Rattlers shed skin, or molt, as they grow, and each time they molt, a new segment of keratin–the same substance in human hair and fingernails–shows up on the tips of their tails. These keratin segments vibrate and make an infamous buzzing sound when a rattlesnake shakes its tail.
Unlike some other venomous snakes, Western diamondbacks are considered aggressive. They are more likely to rattle visitors and strike during a confrontation instead of slinking away.
Texas Banded Gecko
Scientific Name: Coleonyx brevis Habitat: Southwest Texas, rocky ground
Texas is so reptile friendly that not all the many lizard species found in the wild there are native, but the Texas banded gecko is! These colorful little lizards can easily fit in the palm of your hand. They are covered in pink or brown and yellow horizontal stripes. When threatened, they may squeak or try to imitate scorpions by lifting their tails and wiggling.
Texas Brown Tarantula
Scientific Name: Aphonopelma hentzi
Habitat: Grassland, rocky ground
The same bug-friendly weather and living conditions that attract reptile predators also make Texas extremely attractive to spiders. The Texas brown tarantula is one of the big ones. Females can lay a thousand eggs at a time, and the Texas brown’s leg span can grow to more than four inches.
Both black widows and brown recluses, the two North American spiders considered most dangerous to humans, also live in Texas.

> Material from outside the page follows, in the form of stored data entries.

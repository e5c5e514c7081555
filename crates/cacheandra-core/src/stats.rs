//! Operation counters

/// Point-in-time snapshot of a cache instance's operation counters.
///
/// `fast_hits` and `durable_hits` distinguish which tier answered a read;
/// a durable hit on a healthy deployment means the fast tier missed and a
/// back-fill was attempted.
#[derive(Debug, Clone, Default, PartialEq, Eq)]
pub struct CacheStats {
    pub fast_hits: u64,
    pub durable_hits: u64,
    pub misses: u64,
    pub writes: u64,
    pub deletes: u64,
}

impl CacheStats {
    /// Total reads that found a value in either tier.
    pub fn hits(&self) -> u64 {
        self.fast_hits + self.durable_hits
    }
}

#[cfg(test)]
mod tests {
    use super::*;

    #[test]
    fn test_hits() {
        let stats = CacheStats {
            fast_hits: 3,
            durable_hits: 2,
            misses: 1,
            ..Default::default()
        };
        assert_eq!(stats.hits(), 5);
    }
}
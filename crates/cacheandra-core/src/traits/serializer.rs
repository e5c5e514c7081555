//! Pluggable serialization trait

use crate::CacheError;
use serde::{Serialize, de::DeserializeOwned};

/// Bidirectional encoding of application values into the opaque payload
/// stored by the blob family and the fast tier.
///
/// Round-trip law: `deserialize(serialize(v)) == v` for every supported
/// value. The rest of the system never inspects the bytes.
pub trait Serializer: Send + Sync + Clone + 'static {
    /// Name of the serializer (for debugging/logs)
    fn name(&self) -> &str;

    /// Serialize a value to bytes
    fn serialize<T: Serialize>(&self, value: &T) -> Result<Vec<u8>, CacheError>;

    /// Deserialize bytes to a value
    fn deserialize<T: DeserializeOwned>(&self, bytes: &[u8]) -> Result<T, CacheError>;
}

/// JSON serializer (default).
///
/// JSON is load-bearing here rather than a convenience: a bare integer
/// encodes as ASCII decimal, which is the representation memcached's
/// `incr`/`decr` operate on, so integer entries in the fast tier stay
/// incrementable in place.
#[derive(Debug, Clone, Copy, Default)]
pub struct JsonSerializer;

impl Serializer for JsonSerializer {
    fn name(&self) -> &str {
        "json"
    }

    fn serialize<T: Serialize>(&self, value: &T) -> Result<Vec<u8>, CacheError> {
        serde_json::to_vec(value).map_err(|e| CacheError::Serialization(e.to_string()))
    }

    fn deserialize<T: DeserializeOwned>(&self, bytes: &[u8]) -> Result<T, CacheError> {
        serde_json::from_slice(bytes).map_err(|e| CacheError::Deserialization(e.to_string()))
    }
}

What Animals Are Only Found in Texas?
The Guadalupe bass, Texas’ official state fish, lives only in Texas. It is a small-stream fish that prefers flowing water habitat.
Additionally, the reticulated gecko is a very small, threatened lizard species known for its brown-mottled pattern. It is only found in parts of two West Texas counties, Brewster and Presidio. The only other known wild reticulated gecko populations are located in northern Mexico.
What Is the State Animal of Texas?
Like other US states, Texas has official state symbols, including animals— eight of them, to be exact! Let's take a closer look at each of them.
State Bird: Northern Mockingbird
Scientific Name: Mimus polyglottos
Designated in 1927, the northern mockingbird was one of the first state birds to be chosen in the United States. Texans are said to have appreciated its loyalty, because it does not migrate during winter. Northern mockingbirds are known to be protective of their homes, another trait they share with many Texans!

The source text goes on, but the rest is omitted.